- What you need to do:
If a line in the records below holds the word "ScenarioRunnerOpts", copy it.

Stored entries
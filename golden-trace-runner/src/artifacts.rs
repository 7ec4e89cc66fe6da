// Copyright (c) The golden-trace Contributors
// SPDX-License-Identifier: MIT OR Apache-2.0

//! Scoped ownership of temporary files.
//!
//! An [`ArtifactStore`] is opened for each scenario. Every path it hands out is registered before
//! it is returned, and every registered path is removed when the store is closed or dropped.

use crate::errors::{
    ArtifactReleaseError, DisplayErrorChain, FixtureUnavailable, TempPathError,
};
use camino::{Utf8Path, Utf8PathBuf};
use flate2::read::MultiGzDecoder;
use std::{
    fs::File,
    io::{self, BufReader, BufWriter, Write},
};
use tracing::{debug, warn};

/// The prefix for every temporary file created by golden-trace.
pub const TEMP_PREFIX: &str = "golden-trace-";

/// The result of releasing a temporary path.
#[derive(Clone, Copy, Debug, Eq, PartialEq)]
pub enum ReleaseOutcome {
    /// The file was removed.
    Removed,

    /// The file did not exist anymore.
    AlreadyGone,

    /// The file could not be removed because of a permissions issue, and was left in place.
    Retained,
}

/// Owns the temporary files used by one scenario.
#[derive(Debug, Default)]
pub struct ArtifactStore {
    paths: Vec<Utf8PathBuf>,
}

impl ArtifactStore {
    /// Opens a new, empty store.
    pub fn new() -> Self {
        Self::default()
    }

    /// Returns the paths currently owned by this store.
    pub fn paths(&self) -> &[Utf8PathBuf] {
        &self.paths
    }

    /// Creates a new unique, zero-length file in the system temporary directory and returns its
    /// path.
    pub fn acquire_temp_path(&mut self) -> Result<Utf8PathBuf, TempPathError> {
        let temp_file = camino_tempfile::Builder::new()
            .prefix(TEMP_PREFIX)
            .tempfile()
            .map_err(TempPathError::new)?;
        let path = temp_file
            .into_temp_path()
            .keep()
            .map_err(|err| TempPathError::new(err.error))?;
        self.paths.push(path.clone());
        Ok(path)
    }

    /// Decompresses a gzip-compressed fixture into a fresh temporary file, returning its path.
    pub fn materialize_from_compressed(
        &mut self,
        compressed: &Utf8Path,
    ) -> Result<Utf8PathBuf, FixtureUnavailable> {
        let source = match File::open(compressed) {
            Ok(source) => source,
            Err(error) if error.kind() == io::ErrorKind::NotFound => {
                return Err(FixtureUnavailable::Missing {
                    path: compressed.to_owned(),
                });
            }
            Err(error) => {
                return Err(FixtureUnavailable::Unreadable {
                    path: compressed.to_owned(),
                    error,
                });
            }
        };

        let dest = self
            .acquire_temp_path()
            .map_err(|error| FixtureUnavailable::TempPath {
                path: compressed.to_owned(),
                error,
            })?;

        // The destination is registered at this point, so a partial write is cleaned up along
        // with the rest of the store.
        decompress_into(source, &dest).map_err(|error| FixtureUnavailable::Corrupt {
            path: compressed.to_owned(),
            error,
        })?;

        debug!("decompressed {compressed} to {dest}");
        Ok(dest)
    }

    /// Removes a temporary path and stops tracking it.
    ///
    /// Missing files and permission errors are not treated as errors. Any other I/O error is
    /// returned.
    pub fn release(&mut self, path: &Utf8Path) -> Result<ReleaseOutcome, ArtifactReleaseError> {
        self.paths.retain(|p| p != path);
        release_path(path)
    }

    /// Releases every path owned by this store.
    ///
    /// All paths are attempted even if some fail; the first unexpected error is returned.
    pub fn close(mut self) -> Result<(), ArtifactReleaseError> {
        let mut first_error = None;
        for path in std::mem::take(&mut self.paths) {
            if let Err(error) = release_path(&path) {
                first_error.get_or_insert(error);
            }
        }

        match first_error {
            Some(error) => Err(error),
            None => Ok(()),
        }
    }
}

impl Drop for ArtifactStore {
    fn drop(&mut self) {
        for path in std::mem::take(&mut self.paths) {
            if let Err(error) = release_path(&path) {
                warn!("{}", DisplayErrorChain::new(error));
            }
        }
    }
}

fn decompress_into(source: File, dest: &Utf8Path) -> io::Result<()> {
    let mut decoder = MultiGzDecoder::new(BufReader::new(source));
    let mut writer = BufWriter::new(File::create(dest)?);
    io::copy(&mut decoder, &mut writer)?;
    writer.flush()
}

fn release_path(path: &Utf8Path) -> Result<ReleaseOutcome, ArtifactReleaseError> {
    match std::fs::remove_file(path) {
        Ok(()) => Ok(ReleaseOutcome::Removed),
        Err(error) if error.kind() == io::ErrorKind::NotFound => Ok(ReleaseOutcome::AlreadyGone),
        Err(error) if error.kind() == io::ErrorKind::PermissionDenied => {
            warn!("leaving temporary file {path} in place: {error}");
            Ok(ReleaseOutcome::Retained)
        }
        Err(error) => Err(ArtifactReleaseError::new(path, error)),
    }
}
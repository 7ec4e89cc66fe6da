// Copyright (c) The golden-trace Contributors
// SPDX-License-Identifier: MIT OR Apache-2.0

//! Reporting run progress and results.
//!
//! The main structure in this module is [`Reporter`], which displays results on standard error
//! and optionally aggregates them into a JUnit report.

mod displayer;
mod events;
mod junit;

use crate::errors::WriteEventError;
use camino::Utf8PathBuf;
use displayer::DisplayReporter;
pub use events::*;
use junit::MetadataJunit;

/// Standard error destination for the reporter.
///
/// This is usually a terminal, but can be an in-memory buffer for tests.
pub enum ReporterStderr<'a> {
    /// Produce output on standard error.
    Terminal,

    /// Write output to a buffer.
    Buffer(&'a mut Vec<u8>),
}

/// Settings for the JUnit report.
#[derive(Clone, Debug)]
pub struct JunitConfig {
    path: Utf8PathBuf,
    report_name: String,
}

impl JunitConfig {
    /// Creates a new JUnit config writing to `path`.
    pub fn new(path: impl Into<Utf8PathBuf>) -> Self {
        Self {
            path: path.into(),
            report_name: "golden-trace-run".to_owned(),
        }
    }
}

/// Reporter builder.
#[derive(Debug, Default)]
pub struct ReporterBuilder {
    should_colorize: bool,
    verbose: bool,
    junit: Option<JunitConfig>,
}

impl ReporterBuilder {
    /// Set to true if the reporter should colorize output.
    pub fn set_colorize(&mut self, should_colorize: bool) -> &mut Self {
        self.should_colorize = should_colorize;
        self
    }

    /// Sets verbose output.
    pub fn set_verbose(&mut self, verbose: bool) -> &mut Self {
        self.verbose = verbose;
        self
    }

    /// Writes a JUnit report when the run finishes.
    pub fn set_junit(&mut self, junit: JunitConfig) -> &mut Self {
        self.junit = Some(junit);
        self
    }

    /// Creates a new reporter.
    pub fn build<'a>(&self, output: ReporterStderr<'a>) -> Reporter<'a> {
        Reporter {
            display_reporter: DisplayReporter::new(output, self.should_colorize, self.verbose),
            metadata_reporter: self.junit.clone().map(MetadataJunit::new),
        }
    }
}

/// Reports run events to standard error and, if configured, to a JUnit report.
pub struct Reporter<'a> {
    display_reporter: DisplayReporter<'a>,
    metadata_reporter: Option<MetadataJunit>,
}

impl Reporter<'_> {
    /// Reports an event.
    pub fn report_event(&mut self, event: ReporterEvent<'_>) -> Result<(), WriteEventError> {
        self.display_reporter.write_event(&event)?;
        if let Some(metadata_reporter) = &mut self.metadata_reporter {
            metadata_reporter.write_event(&event)?;
        }
        Ok(())
    }
}
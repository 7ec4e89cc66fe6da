// Copyright (c) The golden-trace Contributors
// SPDX-License-Identifier: MIT OR Apache-2.0

//! Executing a single scenario.

use crate::{
    artifacts::ArtifactStore,
    config::HarnessConfig,
    errors::ScenarioExecError,
    scenario::{Scenario, ScenarioArg, ScenarioProgram, StderrPolicy},
};
use camino::{Utf8Path, Utf8PathBuf};
use std::time::{Duration, Instant};
use tracing::debug;

/// Where output that nobody asked for goes.
#[derive(Clone, Copy, Debug, Default, Eq, PartialEq)]
pub enum OutputSink {
    /// The output is dropped.
    #[default]
    Discard,

    /// The output is passed through to golden-trace's own standard error.
    Inherit,
}

/// Options for a [`ScenarioRunner`].
#[derive(Clone, Copy, Debug, Default)]
pub struct ScenarioRunnerOpts {
    /// Where standard error goes for scenarios that don't capture it.
    pub discarded_stderr: OutputSink,
}

/// Where a scenario's standard output is written.
#[derive(Clone, Debug)]
pub enum StdoutTarget {
    /// A fresh temporary file acquired from the scenario's artifact store.
    Temp,

    /// An explicit path owned by the caller.
    Path(Utf8PathBuf),
}

/// The observed result of running a scenario's program.
#[derive(Clone, Debug)]
pub struct ScenarioExecution {
    /// The exit code, or `None` if the program was terminated by a signal.
    pub exit_code: Option<i32>,

    /// The file holding standard output.
    pub stdout_path: Utf8PathBuf,

    /// Standard error, if it was captured.
    pub stderr: Option<String>,

    /// How long the program ran.
    pub time_taken: Duration,
}

/// Runs scenario programs against a built source tree.
#[derive(Clone, Debug)]
pub struct ScenarioRunner<'cfg> {
    config: &'cfg HarnessConfig,
    opts: ScenarioRunnerOpts,
}

impl<'cfg> ScenarioRunner<'cfg> {
    /// Creates a new runner for the source root in `config`.
    pub fn new(config: &'cfg HarnessConfig, opts: ScenarioRunnerOpts) -> Self {
        Self { config, opts }
    }

    /// Returns the absolute path of the executable for `program`.
    pub fn program_path(&self, program: ScenarioProgram) -> Utf8PathBuf {
        let source_root = self.config.source_root();
        match program {
            ScenarioProgram::Tool => source_root.join(&self.config.tool().binary),
            ScenarioProgram::Library(executable) => source_root
                .join(&self.config.library().test_dir)
                .join(executable.file_name()),
        }
    }

    /// Runs `scenario`, writing its standard output to `stdout`.
    ///
    /// Temporary files (decompressed fixtures, captured output) are owned by `store`, so they
    /// are released when the caller's store is.
    pub fn run(
        &self,
        scenario: &Scenario,
        store: &mut ArtifactStore,
        stdout: StdoutTarget,
    ) -> Result<ScenarioExecution, ScenarioExecError> {
        self.execute(
            scenario.program,
            &scenario.args,
            scenario.stderr,
            store,
            stdout,
        )
    }

    /// Runs the standalone tool with `args`, capturing standard output to a temporary file.
    pub fn run_standalone(
        &self,
        args: &[ScenarioArg],
        store: &mut ArtifactStore,
    ) -> Result<ScenarioExecution, ScenarioExecError> {
        self.execute(
            ScenarioProgram::Tool,
            args,
            StderrPolicy::Capture,
            store,
            StdoutTarget::Temp,
        )
    }

    fn execute(
        &self,
        program: ScenarioProgram,
        args: &[ScenarioArg],
        stderr: StderrPolicy,
        store: &mut ArtifactStore,
        stdout: StdoutTarget,
    ) -> Result<ScenarioExecution, ScenarioExecError> {
        let source_root = self.config.source_root();
        let program = self.program_path(program);
        let args = self.resolve_args(args, store)?;
        let stdout_path = match stdout {
            StdoutTarget::Temp => store.acquire_temp_path()?,
            StdoutTarget::Path(path) => path,
        };

        debug!(
            "running `{} {}` with stdout to {stdout_path}",
            program,
            shell_words::join(&args)
        );

        let expression = duct::cmd(program.as_std_path(), &args)
            .dir(source_root)
            .stdout_path(&stdout_path)
            .unchecked();
        let expression = match (stderr, self.opts.discarded_stderr) {
            (StderrPolicy::Capture, _) => expression.stderr_capture(),
            (StderrPolicy::Discard, OutputSink::Discard) => expression.stderr_null(),
            (StderrPolicy::Discard, OutputSink::Inherit) => expression,
        };

        let start = Instant::now();
        let output = expression
            .run()
            .map_err(|error| ScenarioExecError::Exec {
                program: program.clone(),
                error,
            })?;
        let time_taken = start.elapsed();

        let stderr = match stderr {
            StderrPolicy::Capture => Some(String::from_utf8_lossy(&output.stderr).into_owned()),
            StderrPolicy::Discard => None,
        };

        Ok(ScenarioExecution {
            exit_code: output.status.code(),
            stdout_path,
            stderr,
            time_taken,
        })
    }

    fn resolve_args(
        &self,
        args: &[ScenarioArg],
        store: &mut ArtifactStore,
    ) -> Result<Vec<String>, ScenarioExecError> {
        args.iter()
            .map(|arg| match arg {
                ScenarioArg::Literal(arg) => Ok(arg.clone()),
                ScenarioArg::Decompressed(path) => {
                    let compressed = self.source_path(path);
                    let dest = store.materialize_from_compressed(&compressed)?;
                    Ok(dest.into_string())
                }
            })
            .collect()
    }

    fn source_path(&self, path: &Utf8Path) -> Utf8PathBuf {
        self.config.source_root().join(path)
    }
}
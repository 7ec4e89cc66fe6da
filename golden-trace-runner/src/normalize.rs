// Copyright (c) The golden-trace Contributors
// SPDX-License-Identifier: MIT OR Apache-2.0

//! Turning captured output into comparison-ready lines.
//!
//! The tool under test prints banner text on lines starting with a comment marker and separates
//! report sections with blank lines. Neither carries signal, so both are dropped before
//! comparison. Lines keep their terminators throughout, with `\r\n` and lone `\r` folded to
//! `\n` first.

use crate::errors::ReferenceReadError;
use camino::Utf8Path;
use std::borrow::Cow;

/// Folds `\r\n` and lone `\r` line endings into `\n`.
pub fn fold_line_endings(text: &str) -> Cow<'_, str> {
    if text.contains('\r') {
        Cow::Owned(text.replace("\r\n", "\n").replace('\r', "\n"))
    } else {
        Cow::Borrowed(text)
    }
}

/// Splits text into lines, keeping each line's terminator.
///
/// The final line is yielded without a terminator if the text doesn't end with one.
pub fn split_lines(text: &str) -> impl Iterator<Item = &str> {
    text.split_inclusive('\n')
}

/// Returns true if `line` carries signal: it does not start with `marker` and is longer than a
/// single character (counting its terminator).
pub fn is_signal_line(line: &str, marker: &str) -> bool {
    !line.starts_with(marker) && line.chars().nth(1).is_some()
}

/// Keeps only the signal lines from `lines`, in order.
pub fn normalize<I, S>(lines: I, marker: &str) -> Vec<S>
where
    I: IntoIterator<Item = S>,
    S: AsRef<str>,
{
    lines
        .into_iter()
        .filter(|line| is_signal_line(line.as_ref(), marker))
        .collect()
}

/// Keeps only the lines that start with one of `prefixes`, in order.
pub fn summary_lines<I, S>(lines: I, prefixes: &[String]) -> Vec<S>
where
    I: IntoIterator<Item = S>,
    S: AsRef<str>,
{
    lines
        .into_iter()
        .filter(|line| {
            prefixes
                .iter()
                .any(|prefix| line.as_ref().starts_with(prefix.as_str()))
        })
        .collect()
}

/// The signal lines of one output.
#[derive(Clone, Debug, Default, Eq, PartialEq)]
pub struct NormalizedOutput {
    lines: Vec<String>,
}

impl NormalizedOutput {
    /// Normalizes `text`.
    pub fn from_text(text: &str, marker: &str) -> Self {
        let text = fold_line_endings(text);
        Self {
            lines: normalize(split_lines(&text), marker)
                .into_iter()
                .map(str::to_owned)
                .collect(),
        }
    }

    /// Reads and normalizes a file. Invalid UTF-8 is replaced rather than rejected.
    pub fn from_path(path: &Utf8Path, marker: &str) -> Result<Self, ReferenceReadError> {
        let bytes = std::fs::read(path).map_err(|error| ReferenceReadError::new(path, error))?;
        Ok(Self::from_text(&String::from_utf8_lossy(&bytes), marker))
    }

    /// Returns the lines, each with its terminator.
    pub fn lines(&self) -> &[String] {
        &self.lines
    }

    /// Returns the number of lines.
    pub fn len(&self) -> usize {
        self.lines.len()
    }

    /// Returns true if there are no signal lines.
    pub fn is_empty(&self) -> bool {
        self.lines.is_empty()
    }

    /// Returns the summary lines of this output.
    pub fn summary(&self, prefixes: &[String]) -> Self {
        Self {
            lines: summary_lines(self.lines.iter().cloned(), prefixes),
        }
    }
}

- Exercise solution:
pub struct ScenarioRunnerOpts {
    opts: ScenarioRunnerOpts,
    pub fn new(config: &'cfg HarnessConfig, opts: ScenarioRunnerOpts) -> Self {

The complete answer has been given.